Selon M. Feagin, les problèmes relatifs aux chaînes d’approvisionnement et au contrôle de la qualité de l’équipement pendant la pandémie ont retardé leurs progrès de huit mois. Ils auraient pu mettre la clé sous la porte s’ils n’avaient pas reçu le prix de 100 000 $ de The Bears’ Lair. La sécurité alimentaire est une industrie à prédominance de capital qui détient de faibles marges et des gains à long terme, explique-t-il.
« Nous nous concentrons sur l’innovation et la réduction des coûts, donc nous avons plus de frais généraux qu’une ferme verticale traditionnelle. Nous investissons de l’argent aujourd’hui pour obtenir des gains plus tard », souligne-t-il.

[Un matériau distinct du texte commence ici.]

/// All defined group types as a one-hot set, for `group_features.types`.
pub const GROUP_TYPE_BITS: u32 =
    (1 << OFPGT_ALL) | (1 << OFPGT_SELECT) | (1 << OFPGT_INDIRECT) | (1 << OFPGT_FF);

/// Meter-mod commands (`OFPMC_*`).
pub const OFPMC_ADD: u16 = 0;
pub const OFPMC_MODIFY: u16 = 1;
pub const OFPMC_DELETE: u16 = 2;
pub const METER_COMMAND_MAX: u16 = OFPMC_DELETE;

/// Meter band types (`OFPMBT_*`).
pub const OFPMBT_DROP: u16 = 1;
pub const OFPMBT_DSCP_REMARK: u16 = 2;
pub const OFPMBT_EXPERIMENTER: u16 = 0xffff;
pub const METER_BAND_MAX: u16 = OFPMBT_DSCP_REMARK;

/// Packet-in reasons (`OFPR_*`).
pub const OFPR_NO_MATCH: u8 = 0;
pub const OFPR_ACTION: u8 = 1;
pub const OFPR_INVALID_TTL: u8 = 2;
pub const PACKET_IN_REASON_MAX: u8 = OFPR_INVALID_TTL;

/// Flow-removed reasons (`OFPRR_*`).
pub const OFPRR_IDLE_TIMEOUT: u8 = 0;
pub const OFPRR_HARD_TIMEOUT: u8 = 1;
pub const OFPRR_DELETE: u8 = 2;
pub const OFPRR_GROUP_DELETE: u8 = 3;
pub const FLOW_REMOVED_REASON_MAX: u8 = OFPRR_GROUP_DELETE;

/// Port-status reasons (`OFPPR_*`).
pub const OFPPR_ADD: u8 = 0;
pub const OFPPR_DELETE: u8 = 1;
pub const OFPPR_MODIFY: u8 = 2;
pub const PORT_STATUS_REASON_MAX: u8 = OFPPR_MODIFY;

/// Async-config mask bits, one-hot over the reason enums above.
pub const PACKET_IN_MASK_BITS: u32 =
    (1 << OFPR_NO_MATCH) | (1 << OFPR_ACTION) | (1 << OFPR_INVALID_TTL);
pub const PORT_STATUS_MASK_BITS: u32 =
    (1 << OFPPR_ADD) | (1 << OFPPR_DELETE) | (1 << OFPPR_MODIFY);
pub const FLOW_REMOVED_MASK_BITS: u32 = (1 << OFPRR_IDLE_TIMEOUT)
    | (1 << OFPRR_HARD_TIMEOUT)
    | (1 << OFPRR_DELETE)
    | (1 << OFPRR_GROUP_DELETE);

/// Controller roles (`OFPCR_ROLE_*`).
pub const OFPCR_ROLE_NOCHANGE: u32 = 0;
pub const OFPCR_ROLE_EQUAL: u32 = 1;
pub const OFPCR_ROLE_MASTER: u32 = 2;
pub const OFPCR_ROLE_SLAVE: u32 = 3;
pub const CONTROLLER_ROLE_MAX: u32 = OFPCR_ROLE_SLAVE;

/// Action types (`OFPAT_*`).
pub mod action_type {
    pub const OFPAT_OUTPUT: u16 = 0;
    pub const OFPAT_COPY_TTL_OUT: u16 = 11;
    pub const OFPAT_COPY_TTL_IN: u16 = 12;
    pub const OFPAT_SET_MPLS_TTL: u16 = 15;
    pub const OFPAT_DEC_MPLS_TTL: u16 = 16;
    pub const OFPAT_PUSH_VLAN: u16 = 17;
    pub const OFPAT_POP_VLAN: u16 = 18;
    pub const OFPAT_PUSH_MPLS: u16 = 19;
    pub const OFPAT_POP_MPLS: u16 = 20;
    pub const OFPAT_SET_QUEUE: u16 = 21;
    pub const OFPAT_GROUP: u16 = 22;
    pub const OFPAT_SET_NW_TTL: u16 = 23;
    pub const OFPAT_DEC_NW_TTL: u16 = 24;
    pub const OFPAT_SET_FIELD: u16 = 25;
    pub const OFPAT_PUSH_PBB: u16 = 26;
    pub const OFPAT_POP_PBB: u16 = 27;
    pub const OFPAT_EXPERIMENTER: u16 = 0xffff;
}

/// Instruction types (`OFPIT_*`).
pub mod instruction_type {
    pub const OFPIT_GOTO_TABLE: u16 = 1;
    pub const OFPIT_WRITE_METADATA: u16 = 2;
    pub const OFPIT_WRITE_ACTIONS: u16 = 3;
    pub const OFPIT_APPLY_ACTIONS: u16 = 4;
    pub const OFPIT_CLEAR_ACTIONS: u16 = 5;
    pub const OFPIT_METER: u16 = 6;
    pub const OFPIT_EXPERIMENTER: u16 = 0xffff;
}

/// Multipart (stats) sub-types (`OFPMP_*`).
pub mod multipart_type {
    pub const OFPMP_DESC: u16 = 0;
    pub const OFPMP_FLOW: u16 = 1;
    pub const OFPMP_AGGREGATE: u16 = 2;
    pub const OFPMP_TABLE: u16 = 3;
    pub const OFPMP_PORT_STATS: u16 = 4;
    pub const OFPMP_QUEUE: u16 = 5;
    pub const OFPMP_GROUP: u16 = 6;
    pub const OFPMP_GROUP_DESC: u16 = 7;
    pub const OFPMP_GROUP_FEATURES: u16 = 8;
    pub const OFPMP_METER: u16 = 9;
    pub const OFPMP_METER_CONFIG: u16 = 10;
    pub const OFPMP_METER_FEATURES: u16 = 11;
    pub const OFPMP_TABLE_FEATURES: u16 = 12;
    pub const OFPMP_PORT_DESC: u16 = 13;
    pub const OFPMP_EXPERIMENTER: u16 = 0xffff;
}

/// Multipart request/reply flags.
pub const OFPMPF_REQ_MORE: u16 = 1 << 0;
pub const OFPMPF_REPLY_MORE: u16 = 1 << 0;

/// Hello element types (`OFPHET_*`).
pub const OFPHET_VERSIONBITMAP: u16 = 1;

/// Queue property types (`OFPQT_*`).
pub const OFPQT_MIN_RATE: u16 = 1;
pub const OFPQT_MAX_RATE: u16 = 2;
pub const OFPQT_EXPERIMENTER: u16 = 0xffff;
pub const OFPQ_ALL: u32 = 0xffff_ffff;

/// Error types (`OFPET_*`).
pub mod error_type {
    pub const OFPET_HELLO_FAILED: u16 = 0;
    pub const OFPET_BAD_REQUEST: u16 = 1;
    pub const OFPET_BAD_ACTION: u16 = 2;
    pub const OFPET_BAD_INSTRUCTION: u16 = 3;
    pub const OFPET_BAD_MATCH: u16 = 4;
    pub const OFPET_FLOW_MOD_FAILED: u16 = 5;
    pub const OFPET_GROUP_MOD_FAILED: u16 = 6;
    pub const OFPET_PORT_MOD_FAILED: u16 = 7;
    pub const OFPET_TABLE_MOD_FAILED: u16 = 8;
    pub const OFPET_QUEUE_OP_FAILED: u16 = 9;
    pub const OFPET_SWITCH_CONFIG_FAILED: u16 = 10;
    pub const OFPET_ROLE_REQUEST_FAILED: u16 = 11;
    pub const OFPET_METER_MOD_FAILED: u16 = 12;
    pub const OFPET_TABLE_FEATURES_FAILED: u16 = 13;
    pub const OFPET_EXPERIMENTER: u16 = 0xffff;
}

Tous les obstacles à l’entrepreneuriat auxquels les peuples autochtones font face – les effets résiduels du colonialisme, les pensionnats, le fait de vivre dans une réserve (ce qui est un désavantage sur le plan financier) – rendent encore plus importante l’idée de montrer qui nous sommes en tant que peuple.
L’émission a joué un rôle plus important que celui de simple bouée de sauvetage financière. M. Feagin mentionne que lui et M. Velez ont pu tisser des liens précieux avec d’autres chefs d’entreprise et que ces relations d’affaires auraient pu prendre une dizaine d’années à établir en temps normal. De plus, les commentaires qu’ils ont obtenus les ont aidés à orienter leur plan d’affaires et leurs demandes de financement et à cerner les lacunes à combler, et ils continuent de recevoir des conseils des juges. « Nous sommes retournés voir Geena [Jackson] pour lui demander conseil lorsque nous avons eu besoin de plus de capital, et elle nous a mis en contact avec plusieurs personnes », affirme-t-il.

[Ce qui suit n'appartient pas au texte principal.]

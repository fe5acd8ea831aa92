// SPDX-License-Identifier: Apache-2.0
// Copyright SoftFlow Authors

//! Cross-worker transport: a bounded FIFO paired with an event-fd.
//!
//! The producer enqueues and bumps a local wake counter; its loop calls
//! [`Sender::flush_wakeup`] once per iteration, which writes the
//! accumulated count to the peer's event-fd in one syscall (batched
//! wakeup). The consumer reads the `u64` count and dequeues exactly
//! that many messages. FIFO order holds per direction; nothing is
//! promised across directions.

use std::collections::VecDeque;
use std::os::fd::{AsFd, AsRawFd, RawFd};
use std::sync::Arc;
use std::sync::atomic::{AtomicU64, Ordering};

use nix::sys::eventfd::{EfdFlags, EventFd as OsEventFd};
use parking_lot::Mutex;
use tracing::error;

/// A non-blocking event-fd carrying a wake counter.
pub struct EventFd {
    fd: OsEventFd,
}

impl EventFd {
    pub fn new() -> nix::Result<EventFd> {
        Ok(EventFd {
            fd: OsEventFd::from_value_and_flags(0, EfdFlags::EFD_NONBLOCK)?,
        })
    }

    /// Add `count` to the counter. `EAGAIN`/`EINTR` report as `Err` and
    /// the caller retries on its next loop iteration.
    pub fn write(&self, count: u64) -> nix::Result<()> {
        nix::unistd::write(self.fd.as_fd(), &count.to_ne_bytes()).map(|_| ())
    }

    /// Read and clear the counter; 0 when nothing is pending.
    pub fn read(&self) -> u64 {
        let mut raw = [0u8; 8];
        match nix::unistd::read(self.fd.as_fd(), &mut raw) {
            Ok(8) => u64::from_ne_bytes(raw),
            Ok(_) => 0,
            Err(nix::errno::Errno::EAGAIN | nix::errno::Errno::EINTR) => 0,
            Err(err) => {
                error!("failed to read the wakeup counter: {err}");
                0
            }
        }
    }

    pub fn raw_fd(&self) -> RawFd {
        self.fd.as_fd().as_raw_fd()
    }
}

struct Shared<T> {
    queue: Mutex<VecDeque<T>>,
    capacity: usize,
    efd: EventFd,
}

/// Producer half. Owned by exactly one worker thread.
pub struct Sender<T> {
    shared: Arc<Shared<T>>,
    /// Wakes accumulated since the last successful event-fd write.
    send_count: AtomicU64,
}

/// Consumer half. Owned by exactly one worker thread.
pub struct Receiver<T> {
    shared: Arc<Shared<T>>,
}

/// The queue rejected a message because it is full.
#[derive(Debug, Clone, Copy, PartialEq, Eq, thiserror::Error)]
#[error("cross-worker queue full ( capacity = {0} )")]
pub struct QueueFull(pub usize);

/// Create one direction of the transport.
pub fn channel<T>(capacity: usize) -> nix::Result<(Sender<T>, Receiver<T>)> {
    let shared = Arc::new(Shared {
        queue: Mutex::new(VecDeque::with_capacity(capacity)),
        capacity,
        efd: EventFd::new()?,
    });
    Ok((
        Sender { shared: Arc::clone(&shared), send_count: AtomicU64::new(0) },
        Receiver { shared },
    ))
}

impl<T> Sender<T> {
    /// Enqueue a message and schedule a wakeup for it.
    pub fn enqueue(&self, message: T) -> Result<(), QueueFull> {
        {
            let mut queue = self.shared.queue.lock();
            if queue.len() >= self.shared.capacity {
                return Err(QueueFull(self.shared.capacity));
            }
            queue.push_back(message);
        }
        self.send_count.fetch_add(1, Ordering::Relaxed);
        Ok(())
    }

    /// Write the accumulated wake count to the peer's event-fd. Called
    /// once per producer loop iteration; on a transient failure the
    /// count is kept for the next iteration.
    pub fn flush_wakeup(&self) {
        let pending = self.send_count.swap(0, Ordering::Relaxed);
        if pending == 0 {
            return;
        }
        if let Err(err) = self.shared.efd.write(pending) {
            self.send_count.fetch_add(pending, Ordering::Relaxed);
            if !matches!(err, nix::errno::Errno::EAGAIN | nix::errno::Errno::EINTR) {
                error!("failed to notify the peer worker ( count = {pending} ): {err}");
            }
        }
    }

    /// Whether a flush is still owed.
    pub fn wakeup_pending(&self) -> bool {
        self.send_count.load(Ordering::Relaxed) != 0
    }
}

impl<T> Receiver<T> {
    /// Consume the event-fd counter and dequeue exactly that many
    /// messages.
    pub fn drain_wakeup(&self) -> Vec<T> {
        let count = self.shared.efd.read();
        let mut queue = self.shared.queue.lock();
        let take = (count as usize).min(queue.len());
        queue.drain(..take).collect()
    }

    pub fn raw_fd(&self) -> RawFd {
        self.shared.efd.raw_fd()
    }
}

#[cfg(test)]
mod test {
    use super::*;

    #[test]
    fn fifo_order_and_batched_wakeup() {
        let (tx, rx) = channel::<u32>(8).unwrap();
        tx.enqueue(1).unwrap();
        tx.enqueue(2).unwrap();
        tx.enqueue(3).unwrap();
        assert!(tx.wakeup_pending());
        tx.flush_wakeup();
        assert!(!tx.wakeup_pending());

        assert_eq!(rx.drain_wakeup(), vec![1, 2, 3]);
        // a second read sees a cleared counter
        assert!(rx.drain_wakeup().is_empty());
    }

    #[test]
    fn full_queue_rejects_the_producer() {
        let (tx, rx) = channel::<u32>(2).unwrap();
        tx.enqueue(1).unwrap();
        tx.enqueue(2).unwrap();
        assert_eq!(tx.enqueue(3), Err(QueueFull(2)));
        tx.flush_wakeup();
        assert_eq!(rx.drain_wakeup(), vec![1, 2]);
    }

    #[test]
    fn wakeups_accumulate_across_flushes() {
        let (tx, rx) = channel::<u32>(8).unwrap();
        tx.enqueue(1).unwrap();
        tx.flush_wakeup();
        tx.enqueue(2).unwrap();
        tx.flush_wakeup();
        // the consumer sees one combined counter
        assert_eq!(rx.drain_wakeup(), vec![1, 2]);
    }

    #[test]
    fn cross_thread_delivery() {
        let (tx, rx) = channel::<u32>(1024).unwrap();
        let producer = std::thread::spawn(move || {
            for i in 0..1000 {
                tx.enqueue(i).unwrap();
                if i % 64 == 0 {
                    tx.flush_wakeup();
                }
            }
            tx.flush_wakeup();
        });

        let mut seen = Vec::new();
        while seen.len() < 1000 {
            seen.extend(rx.drain_wakeup());
        }
        producer.join().unwrap();
        assert_eq!(seen, (0..1000).collect::<Vec<_>>());
    }
}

Au maximum de sa capacité, AgriTech North peut produire 400 kilogrammes de produits par semaine. Sa production actuelle est d’environ 250 kilogrammes, qu’elle vend directement aux consommateurs ou aux entreprises.
« Nous n’avons pas les marges nécessaires pour vendre dans les grandes épiceries », déplore M. Feagin. « Seuls 30 % du prix affiché reviennent à l’agriculteur, et nos coûts sont trop élevés pour que ce soit rentable. »

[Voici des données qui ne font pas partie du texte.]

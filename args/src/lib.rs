// SPDX-License-Identifier: Apache-2.0
// Copyright SoftFlow Authors

//! Command-line surface of the switch binary.

pub use clap::Parser;
use clap::ValueEnum;
use std::net::Ipv4Addr;
use std::str::FromStr;

/// One `-e` entry: a device name with an optional logical port number,
/// `DEV[:PORT_NO]`.
#[derive(Debug, Clone, PartialEq, Eq)]
pub struct SwitchPortArg {
    pub device: String,
    pub port_no: Option<u32>,
}

impl FromStr for SwitchPortArg {
    type Err = String;

    fn from_str(input: &str) -> Result<SwitchPortArg, String> {
        let (device, port) = match input.split_once(':') {
            None => (input, None),
            Some((device, port)) => {
                let port_no = parse_number(port)
                    .ok()
                    .and_then(|n| u32::try_from(n).ok())
                    .ok_or_else(|| format!("invalid port number '{port}'"))?;
                (device, Some(port_no))
            }
        };
        if device.is_empty() {
            return Err("empty device name".to_owned());
        }
        if device.len() >= 16 {
            return Err(format!("device name '{device}' too long"));
        }
        Ok(SwitchPortArg { device: device.to_owned(), port_no: port })
    }
}

/// Where log lines go; `-t` accepts a comma-separated set.
#[derive(Debug, Clone, Copy, PartialEq, Eq, ValueEnum)]
pub enum LogSink {
    File,
    Syslog,
    Stdout,
}

fn parse_number(input: &str) -> Result<u64, ()> {
    let input = input.trim();
    if let Some(hex) = input.strip_prefix("0x").or_else(|| input.strip_prefix("0X")) {
        u64::from_str_radix(hex, 16).map_err(|_| ())
    } else {
        input.parse().map_err(|_| ())
    }
}

fn parse_datapath_id(input: &str) -> Result<u64, String> {
    parse_number(input).map_err(|()| format!("invalid datapath id '{input}'"))
}

#[derive(Debug, Parser)]
#[command(name = "softflow-switch")]
#[command(version)]
#[command(about = "An OpenFlow 1.3 soft switch", long_about = None)]
pub struct CmdArgs {
    /// Set the logging level.
    #[arg(
        short = 'l',
        long = "logging_level",
        value_name = "LEVEL",
        default_value = "info",
        value_parser = ["debug", "info", "warn", "error", "critical"]
    )]
    pub logging_level: String,

    /// Run as a daemon.
    #[arg(short = 'd', long)]
    pub daemonize: bool,

    /// Set the datapath id; hexadecimal with an 0x prefix is accepted.
    #[arg(
        short = 'i',
        long = "datapath_id",
        value_name = "DATAPATH_ID",
        default_value = "1",
        value_parser = parse_datapath_id
    )]
    pub datapath_id: u64,

    /// Maximum number of flow entries per table.
    #[arg(short = 'm', long = "max_flow_entries", value_name = "N", default_value_t = 255)]
    pub max_flow_entries: u16,

    /// Controller address to connect to.
    #[arg(short = 'c', long = "server_ip", value_name = "A.B.C.D", default_value = "127.0.0.1")]
    pub server_ip: Ipv4Addr,

    /// Controller port to connect to.
    #[arg(short = 'p', long = "server_port", value_name = "PORT", default_value_t = 6653)]
    pub server_port: u16,

    /// Comma-separated switch ports, each DEV[:PORT_NO].
    #[arg(
        short = 'e',
        long = "switch_ports",
        value_name = "DEV[:PORT_NO][,...]",
        value_parser = SwitchPortArg::from_str,
        value_delimiter = ','
    )]
    pub switch_ports: Vec<SwitchPortArg>,

    /// Comma-separated log sinks.
    #[arg(
        short = 't',
        long = "logging_type",
        value_name = "file,syslog,stdout",
        value_delimiter = ',',
        value_enum
    )]
    pub logging_type: Vec<LogSink>,
}

impl CmdArgs {
    /// Effective sinks: the `-t` set when given; otherwise file, plus
    /// stdout when not daemonised. `-d` always strips stdout.
    #[must_use]
    pub fn log_sinks(&self) -> Vec<LogSink> {
        let mut sinks = if self.logging_type.is_empty() {
            if self.daemonize {
                vec![LogSink::File]
            } else {
                vec![LogSink::File, LogSink::Stdout]
            }
        } else {
            self.logging_type.clone()
        };
        if self.daemonize {
            sinks.retain(|sink| *sink != LogSink::Stdout);
        }
        sinks
    }

    /// `<progname>.<datapath_id>`, the stem of the pid and log files.
    #[must_use]
    pub fn instance_name(&self) -> String {
        format!("switch.{:#x}", self.datapath_id)
    }
}

#[cfg(test)]
mod tests {
    use super::*;

    #[test]
    fn parses_the_full_flag_set() {
        let args = CmdArgs::parse_from([
            "softflow-switch",
            "-l",
            "debug",
            "-i",
            "0xabc",
            "-m",
            "512",
            "-c",
            "10.0.0.9",
            "-p",
            "6634",
            "-e",
            "veth0:1,veth1:2",
            "-t",
            "file,stdout",
        ]);
        assert_eq!(args.logging_level, "debug");
        assert_eq!(args.datapath_id, 0xabc);
        assert_eq!(args.max_flow_entries, 512);
        assert_eq!(args.server_ip, Ipv4Addr::new(10, 0, 0, 9));
        assert_eq!(args.server_port, 6634);
        assert_eq!(
            args.switch_ports,
            vec![
                SwitchPortArg { device: "veth0".to_owned(), port_no: Some(1) },
                SwitchPortArg { device: "veth1".to_owned(), port_no: Some(2) },
            ]
        );
        assert_eq!(args.log_sinks(), vec![LogSink::File, LogSink::Stdout]);
    }

    #[test]
    fn defaults_match_the_original() {
        let args = CmdArgs::parse_from(["softflow-switch"]);
        assert_eq!(args.logging_level, "info");
        assert_eq!(args.datapath_id, 1);
        assert_eq!(args.max_flow_entries, 255);
        assert_eq!(args.server_ip, Ipv4Addr::LOCALHOST);
        assert_eq!(args.server_port, 6653);
        assert!(args.switch_ports.is_empty());
        assert_eq!(args.log_sinks(), vec![LogSink::File, LogSink::Stdout]);
    }

    #[test]
    fn daemonize_strips_stdout() {
        let args = CmdArgs::parse_from(["softflow-switch", "-d", "-t", "file,stdout"]);
        assert_eq!(args.log_sinks(), vec![LogSink::File]);
    }

    #[test]
    fn port_specs_without_numbers_are_auto_assigned() {
        let spec: SwitchPortArg = "veth9".parse().unwrap();
        assert_eq!(spec.device, "veth9");
        assert_eq!(spec.port_no, None);

        assert!("".parse::<SwitchPortArg>().is_err());
        assert!("veth0:x".parse::<SwitchPortArg>().is_err());
        assert!("a-name-that-is-too-long:1".parse::<SwitchPortArg>().is_err());
    }

    #[test]
    fn bad_arguments_are_rejected() {
        assert!(CmdArgs::try_parse_from(["softflow-switch", "-l", "chatty"]).is_err());
        assert!(CmdArgs::try_parse_from(["softflow-switch", "-i", "zz"]).is_err());
        assert!(CmdArgs::try_parse_from(["softflow-switch", "-t", "journal"]).is_err());
    }

    #[test]
    fn instance_name_embeds_the_datapath_id() {
        let args = CmdArgs::parse_from(["softflow-switch", "-i", "0xab"]);
        assert_eq!(args.instance_name(), "switch.0xab");
    }
}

Dans des villes comme Dryden et Kenora, ils ont pu fixer des prix concurrentiels par rapport à ceux des supermarchés locaux, et dans des régions plus éloignées comme Sioux Lookout, ils ont pu offrir des prix moins élevés que la concurrence en prenant le contrôle de la chaîne de distribution.
« Même si nos produits sont de la plus haute qualité, nous ne les vendons pas comme des produits haut de gamme. Nous voulons qu’il soit facile de passer à une alimentation saine – c.-à.-d. de consommer des aliments qui ne sont pas enduits de pesticides, de fongicides ou d’herbicides – et c’est ce que nous avons réussi à faire jusqu’à présent », déclare-t-il.
AgriTech North devra prendre de l’expansion et devenir plus qu’une petite entreprise d’agriculture verticale si elle désire mettre en œuvre des activités agroalimentaires financièrement viables, à consommation énergétique nette zéro et indépendantes durant toute l’année pour les collectivités rurales et autochtones du Nord.
L’entreprise est en train de développer une nouvelle technologie qui pourrait aider les collectivités du Nord à mettre en place des activités de culture alimentaire indépendantes tout au long de l’année. Elle élabore également une formation sur la souveraineté alimentaire hydroponique et aéroponique destinée aux établissements d’enseignement autochtones locaux, la première en son genre, afin que les collectivités puissent connaître le fonctionnement des processus avant de les mettre en œuvre.